Ancak KKTC hükümetleri ve meclisi bunca yıldır trafik güvenliği için kalıcı bir politika oluşturmadı, ve temel bir vizyon belirlemedi. Trafikte hayat kurtarmayı ve ciddi yaralanmaları önlemeyi, yani "Vizyon Sıfır"ı kendine amaç edinmedi. Oysa, İsveç Parlamentosundan 1997 yılında çıkan "Vizyon Sıfır" kararı bugün 20 yaşındadır. Bizim ise "Vizyon Sıfır"ı benimseyebilmemiz için yerine getirmemiz gereken birçok ön şart hala önümüzde durmaktadır.

Çözümün Temelleri ve Sorunlar

Trafik yollar, araçlar, ve insanlardan oluşur. Trafikte güvenlikten bahsedebilmek için bu üç unsurun tümünün güvenli kılınması gereklidir. Bu güvenliğin sağlanabilmesi için de eğitime, denetime, ve mühendisliğe dayalı bir Trafik Güvenliği Sistemine ihtiyaç vardır. Ayrıca, acil medikal hizmetlerin de sistemin bu üç çözüm ayağı ile en etkin biçimde çalışır hale getirilmesi gereklidir.
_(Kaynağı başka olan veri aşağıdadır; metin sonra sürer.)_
//! In-memory cluster store and policy builders for functional tests.

use std::collections::BTreeMap;

use async_trait::async_trait;
use chrono::{DateTime, Utc};
use k8s_openapi::apimachinery::pkg::apis::meta::v1::LabelSelector;

use freeze_operator::crd::{
    Action, ChangeFreeze, ChangeFreezeSpec, FreezeException, FreezeExceptionSpec,
    MODE_DENY_OUTSIDE_WINDOWS, MaintenanceWindow, MaintenanceWindowSpec,
    MaintenanceWindowWindowSpec, MessageSpec, PolicyBehaviorSpec, PolicyRulesSpec, TargetKind,
    TargetSpec,
};
use freeze_operator::policy::{ClusterStore, StoreError};

/// A cluster store that serves fixed policy lists and namespaces.
#[derive(Default)]
pub struct MockStore {
    pub freezes: Vec<ChangeFreeze>,
    pub windows: Vec<MaintenanceWindow>,
    pub exceptions: Vec<FreezeException>,
    pub namespaces: BTreeMap<String, BTreeMap<String, String>>,
    /// When set, every list call fails with this message.
    pub fail_lists: Option<String>,
}

impl MockStore {
    pub fn with_namespace(mut self, name: &str, labels: &[(&str, &str)]) -> Self {
        self.namespaces.insert(
            name.to_string(),
            labels
                .iter()
                .map(|(k, v)| (k.to_string(), v.to_string()))
                .collect(),
        );
        self
    }
}

#[async_trait]
impl ClusterStore for MockStore {
    async fn change_freezes(&self) -> Result<Vec<ChangeFreeze>, StoreError> {
        match &self.fail_lists {
            Some(message) => Err(StoreError::Fault(message.clone())),
            None => Ok(self.freezes.clone()),
        }
    }

    async fn maintenance_windows(&self) -> Result<Vec<MaintenanceWindow>, StoreError> {
        match &self.fail_lists {
            Some(message) => Err(StoreError::Fault(message.clone())),
            None => Ok(self.windows.clone()),
        }
    }

    async fn freeze_exceptions(&self) -> Result<Vec<FreezeException>, StoreError> {
        match &self.fail_lists {
            Some(message) => Err(StoreError::Fault(message.clone())),
            None => Ok(self.exceptions.clone()),
        }
    }

    async fn namespace_labels(
        &self,
        name: &str,
    ) -> Result<Option<BTreeMap<String, String>>, StoreError> {
        Ok(self.namespaces.get(name).cloned())
    }
}

/// Target selecting namespaces labeled `env=prod`, any object, the given kinds.
pub fn prod_target(kinds: Vec<TargetKind>) -> TargetSpec {
    TargetSpec {
        namespace_selector: Some(LabelSelector {
            match_labels: Some([("env".to_string(), "prod".to_string())].into()),
            match_expressions: None,
        }),
        object_selector: None,
        kinds,
    }
}

pub fn change_freeze(
    name: &str,
    start: DateTime<Utc>,
    end: DateTime<Utc>,
    target: TargetSpec,
    deny: Vec<Action>,
    reason: &str,
) -> ChangeFreeze {
    ChangeFreeze::new(
        name,
        ChangeFreezeSpec {
            start_time: start,
            end_time: end,
            timezone: None,
            target,
            rules: PolicyRulesSpec { deny },
            behavior: PolicyBehaviorSpec::default(),
            message: MessageSpec {
                reason: reason.to_string(),
                ..Default::default()
            },
        },
    )
}

pub fn maintenance_window(
    name: &str,
    timezone: &str,
    windows: Vec<(&str, &str, &str)>,
    target: TargetSpec,
    deny: Vec<Action>,
) -> MaintenanceWindow {
    MaintenanceWindow::new(
        name,
        MaintenanceWindowSpec {
            timezone: timezone.to_string(),
            mode: MODE_DENY_OUTSIDE_WINDOWS.to_string(),
            windows: windows
                .into_iter()
                .map(|(name, schedule, duration)| MaintenanceWindowWindowSpec {
                    name: name.to_string(),
                    schedule: schedule.to_string(),
                    duration: duration.to_string(),
                })
                .collect(),
            target,
            rules: PolicyRulesSpec { deny },
            behavior: PolicyBehaviorSpec::default(),
            message: MessageSpec::default(),
        },
    )
}

pub fn freeze_exception(
    name: &str,
    from: DateTime<Utc>,
    to: DateTime<Utc>,
    target: TargetSpec,
    allow: Vec<Action>,
    reason: &str,
) -> FreezeException {
    FreezeException::new(
        name,
        FreezeExceptionSpec {
            active_from: from,
            active_to: to,
            target,
            allow,
            constraints: None,
            reason: reason.to_string(),
            ticket_url: String::new(),
            approved_by: String::new(),
        },
    )
}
KKTC'de trafik güvenliği ile ilgili eğitimden bahsetmek oldukça güçtür. Öncelikle örgün eğitim sistemimiz içerisinde anasınıftan başlayarak lise son sınıfa kadar devam eden sürekli, interaktif, ve yaşa uygun bir trafik güvenliği eğitimi yoktur. Trafik doğumdan itibaren hayatımızın bir parçası olduğundan, çocuklarımıza temel hayat becerileri kazandırırken, onlara gelişmiş ülkelerde olduğu gibi trafikte güvenli olmayı da öğretmemiz gereklidir. Benzer şekilde, toplumumuzun trafik güvenliği farkındalığını artırmamız gereklidir. Tüm kurum ve kuruluşlarda özellikle trafik güvenliği ile ilgili olarak çalışan her düzeyden görevlinin trafik güvenliği farkındalığının yüksek bir seviyeye getirilmesi gereklidir.

Ne yazık ki polis denetimleri sadece cezaya dayalı, caydırıcı ve koruyucu olmayan bir yaklaşım ile yapılmaktadır. KKTC'de karayolu devriye sistemi uzun yıllar önce geliştirilmesi gerekirken tamamen ortadan kaldırılarak yok edilmiştir. Dolayısı ile, hareketli trafik içerisinde etkin denetimden söz etmek imkansızdır. Ama çağdaş karayolu devriye sistemi yerine KKTC yönetimleri bize trafik hız tespit kameralarını sunmuşlardır.

Bilimsel hiçbir dayanağı olmadan 2006 yılında devreye konulan trafik hız tespit kameraları uygulaması birçok yerde yanlış kullanılmış ve en iyi şekilde sadece noktasal "çözümler" sunmaktan bir adım öteye gidememiştir. Yıllar içerisinde büyük bir fiyaskoya dönüşen bu uygulama trafikteki davranış biçimlerinin iyileştirilmesine ise hiçbir katkıda bulunmamıştır. Aksine, sürücüleri yollara konulan "teneke polislere" yakalanmamak için çok kısa mesafelerde yavaşlayıp ardından "kaybedilen" zamanı "telafi" için hızlanmaya teşvik etmiştir.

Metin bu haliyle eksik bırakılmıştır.